Transmission in the Digital Age: A Mini-Case Study

With consolidation of digital media technologies and networks, are we transitioning to a “post-media” era where individual media forms matter less than the social institutions, economic systems and industry groups, and political boundaries define information, communication, and cultural expression?

As a “content” strategist for my job, I realize that there is an awful lot of redundancy in digital messaging. The first step in being strategic about content is figuring out who you want to reach and with what message – next step is to decide how to convey that message in the places you want to be (YouTube, Twitter, website, conference, etc) to reach the intended audience. No matter how creative your approach, this will mean redundancy in messaging between different “channels” or “mediums” to emphasize the intended message.

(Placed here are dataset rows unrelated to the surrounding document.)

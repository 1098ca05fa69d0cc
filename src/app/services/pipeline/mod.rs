//! Attendee processing pipeline
//!
//! Drives a run from the first attendee to the final report. The pipeline
//! owns the registration statistics for exactly one run and talks to the
//! outside world only through three injected collaborators: a
//! [`LegislatorLookup`](crate::app::services::legislator_lookup::LegislatorLookup),
//! a [`LetterRenderer`](crate::app::services::letters::LetterRenderer) and an
//! [`OutputSink`](crate::app::services::letters::OutputSink).
//!
//! # Architecture
//!
//! - [`processor`] - the `EventPipeline` and its per-record steps
//! - [`state`] - `Init → Streaming → Finalizing → Done` lifecycle
//! - [`stats`] - run counters and the outcome returned by a full run
//!
//! # Failure Handling
//!
//! Nothing that goes wrong with a single attendee stops the run. Bad fields
//! are normalised to fallback values, lookup failures become the fallback
//! message, and a letter that cannot be rendered or written is counted and
//! skipped. Only a report that cannot be written fails the run.

pub mod processor;
pub mod state;
pub mod stats;

#[cfg(test)]
pub mod tests;

pub use processor::EventPipeline;
pub use state::PipelineState;
pub use stats::{PipelineOutcome, PipelineStats};
//! Tests for the field normalisers

pub mod name_tests;
//! Tests for name capitalisation and file stems

use crate::app::services::normalizers::{capitalize_name, letter_file_stem};

#[test]
fn test_capitalize_name() {
    assert_eq!(capitalize_name(Some("allison")), "Allison");
    assert_eq!(capitalize_name(Some("SARAH")), "Sarah");
    assert_eq!(capitalize_name(Some("  jennifer ")), "Jennifer");
    assert_eq!(capitalize_name(Some("mary ANN")), "Mary ann");
}

#[test]
fn test_capitalize_missing_name() {
    assert_eq!(capitalize_name(None), "");
    assert_eq!(capitalize_name(Some("   ")), "");
}

#[test]
fn test_letter_file_stem_strips_whitespace_and_lowercases() {
    assert_eq!(letter_file_stem("Mary ann"), "maryann");
    assert_eq!(letter_file_stem("Allison"), "allison");
    assert_eq!(letter_file_stem(""), "");
}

In the case of the program I work on, we seek to transmit (in Debray’s sense of impart in a meaningful and lasting way) a cultural value of pregnancy planning. From that core goal, we develop other core messages (“planning is part of healthy relationships and healthy sex”), then build out content to communicate those messages in a variety of ways in a variety of places. And knowing the message is not enough. For transmission to be successful, the communication must account for context.

Is it hubris to seek to intentionally change a cultural value? Our cultural values are constantly shifting, shaped by economic and political powers. Sometimes those shifts may be organic; sometimes they may be driven by the intention of some power. (Maybe it’s more often than not a combination of those two parts.) This is not new to the digital age.

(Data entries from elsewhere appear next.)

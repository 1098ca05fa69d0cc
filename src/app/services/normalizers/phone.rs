//! Phone number normalisation

use crate::constants::{BAD_PHONE_MARKER, PHONE_COUNTRY_CODE, PHONE_DIGITS};

/// Reduce a raw phone number to ten digits
///
/// All non-digit characters are discarded first. Ten digits are returned as
/// they are; eleven digits are accepted only with a leading `1` country
/// code, which is dropped. Anything else yields [`BAD_PHONE_MARKER`].
pub fn normalize_phone(raw: &str) -> String {
    let digits: String = raw.chars().filter(|c| c.is_ascii_digit()).collect();

    match digits.len() {
        PHONE_DIGITS => digits,
        len if len == PHONE_DIGITS + 1 && digits.starts_with(PHONE_COUNTRY_CODE) => {
            digits[1..].to_string()
        }
        _ => BAD_PHONE_MARKER.to_string(),
    }
}
//! Pipeline lifecycle

use std::fmt;

/// Where a pipeline is in its single run
#[derive(Debug, Clone, Copy, PartialEq, Eq, Default)]
pub enum PipelineState {
    /// Created, no record seen yet
    #[default]
    Init,
    /// Accepting attendee records
    Streaming,
    /// Building and writing the report
    Finalizing,
    /// Run complete; a reset is needed before more records
    Done,
}

impl PipelineState {
    /// Whether `process_record` may be called
    pub fn accepts_records(&self) -> bool {
        matches!(self, Self::Init | Self::Streaming)
    }

    /// Whether `finalize` may be called; `Finalizing` allows a retry after
    /// a failed report write
    pub fn can_finalize(&self) -> bool {
        !matches!(self, Self::Done)
    }

    pub fn name(&self) -> &'static str {
        match self {
            Self::Init => "init",
            Self::Streaming => "streaming",
            Self::Finalizing => "finalizing",
            Self::Done => "done",
        }
    }
}

impl fmt::Display for PipelineState {
    fn fmt(&self, f: &mut fmt::Formatter<'_>) -> fmt::Result {
        f.write_str(self.name())
    }
}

In contemplating the idea of a post-media era, I found it intriguing to think about the many ways ideas and messages are packaged through these screen-based mediums, as if staring at a screen reading about Taylor Swift on Perez Hilton were conveying a different message from watching a Taylor Swift music video on a screen. Of course there may be differences between the messages in these two pieces of content, but both transmit the essential message (cultural value?) “this person, who you don’t know but maybe you feel like you do, matters.” Debray writes in “The Medium’s Two Bodies” of the importance of redundance in transmission. “Because an excess of originality affects reception adversely, one must know how to use signs that are dispensable – or already familiar to the ambient milieu – to be understood.” (Debray 13) I would say that messages that transcend media go way back. There have been recurring themes across different kinds of media since the beginning of recorded history.

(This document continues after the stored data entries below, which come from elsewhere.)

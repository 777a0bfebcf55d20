//! Interactive chat command.
//!
//! Reads one line at a time from stdin. Lines starting with `:` are
//! session commands; anything else is a question. A failed question is
//! reported and the loop continues.

use super::{describe_upload, print_stream, report_error};
use aidoc_core::AppResult;
use aidoc_knowledge::QaSession;
use clap::Args;
use std::io::Write;
use std::path::PathBuf;
use tokio::io::{AsyncBufReadExt, BufReader};

const HELP: &str = "\
Commands:
  :upload <file>...  answer from these documents (replaces earlier uploads)
  :status            show which index answers questions
  :help              show this help
  :quit              exit
Anything else is asked as a question.";

/// Interactive question-and-answer session
#[derive(Args, Debug)]
pub struct ChatCommand {
    /// Documents to upload before the first question
    #[arg(short, long, value_name = "FILE", num_args = 1..)]
    pub upload: Vec<PathBuf>,

    /// Wait for complete answers instead of streaming them
    #[arg(long)]
    pub no_stream: bool,
}

/// One parsed input line.
#[derive(Debug, PartialEq, Eq)]
enum ChatInput {
    Question(String),
    Upload(Vec<PathBuf>),
    Status,
    Help,
    Quit,
    Empty,
    Unknown(String),
}

impl ChatInput {
    fn parse(line: &str) -> Self {
        let line = line.trim();
        if line.is_empty() {
            return Self::Empty;
        }

        let Some(command) = line.strip_prefix(':') else {
            return Self::Question(line.to_string());
        };

        let mut parts = command.split_whitespace();
        match parts.next().unwrap_or_default() {
            "upload" | "u" => Self::Upload(parts.map(PathBuf::from).collect()),
            "status" | "s" => Self::Status,
            "help" | "h" | "?" => Self::Help,
            "quit" | "q" | "exit" => Self::Quit,
            other => Self::Unknown(other.to_string()),
        }
    }
}

impl ChatCommand {
    /// Execute the chat loop until `:quit` or end of input.
    pub async fn execute(&self, session: &QaSession) -> AppResult<()> {
        tracing::info!("Starting chat session");

        if !self.upload.is_empty() {
            let summary = session.upload(self.upload.clone()).await?;
            eprintln!("{}", describe_upload(&summary));
        }

        eprintln!("AI-DOC chat. Type :help for commands.");

        let mut lines = BufReader::new(tokio::io::stdin()).lines();

        loop {
            eprint!("> ");
            std::io::stderr().flush().ok();

            let Some(line) = lines.next_line().await? else {
                break;
            };

            match ChatInput::parse(&line) {
                ChatInput::Empty => continue,
                ChatInput::Quit => break,
                ChatInput::Help => eprintln!("{}", HELP),
                ChatInput::Status => eprintln!("state: {}", session.state()),
                ChatInput::Unknown(cmd) => {
                    eprintln!("unknown command ':{}'. Type :help for commands.", cmd)
                }
                ChatInput::Upload(paths) => match session.upload(paths).await {
                    Ok(summary) => eprintln!("{}", describe_upload(&summary)),
                    Err(e) => report_error(&e),
                },
                ChatInput::Question(question) => {
                    if let Err(e) = self.answer(session, &question).await {
                        report_error(&e);
                    }
                }
            }
        }

        tracing::info!("Chat session ended");
        Ok(())
    }

    async fn answer(&self, session: &QaSession, question: &str) -> AppResult<()> {
        if self.no_stream {
            let answer = session.ask(question).await?;
            println!("{}", answer.text);
        } else {
            let stream = session.ask_streaming(question).await?;
            print_stream(stream).await?;
        }
        Ok(())
    }
}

If commercial and political interests shape cultural values, why shouldn’t “do-gooders” try to be a part of that “conversation”? And indeed, part of the strategy for transmitting this cultural shift is to insert messages into the “spaces” where these commercial and political interests are vying for people’s attention. McLuhan’s famous saying “the medium is the message” makes sense if I think of the medium as the context and perhaps even the subculture of an online space where a message is being delivered.

Our brand, for example, seeks to have a presence in contexts as diverse as television (mass media, alongside multi-billion-dollar advertisers) and Twitter (tweeting directly to our audience). We seek a blend of influence and intimacy, and navigating the various mediums available to us (even, gasp, analog materials from time to time) helps us do this. Of course we must confront our own set of political and commercial forces. Our message is extremely political and politicized – that our brand attempts to deliver that message in a “sex-positive” way makes it even more controversial. We also face the challenge of simply not being a multi-billion-dollar corporation with resources to figuratively shout from every rooftop. On the other hand, our status as a non-profit sometimes lends credibility.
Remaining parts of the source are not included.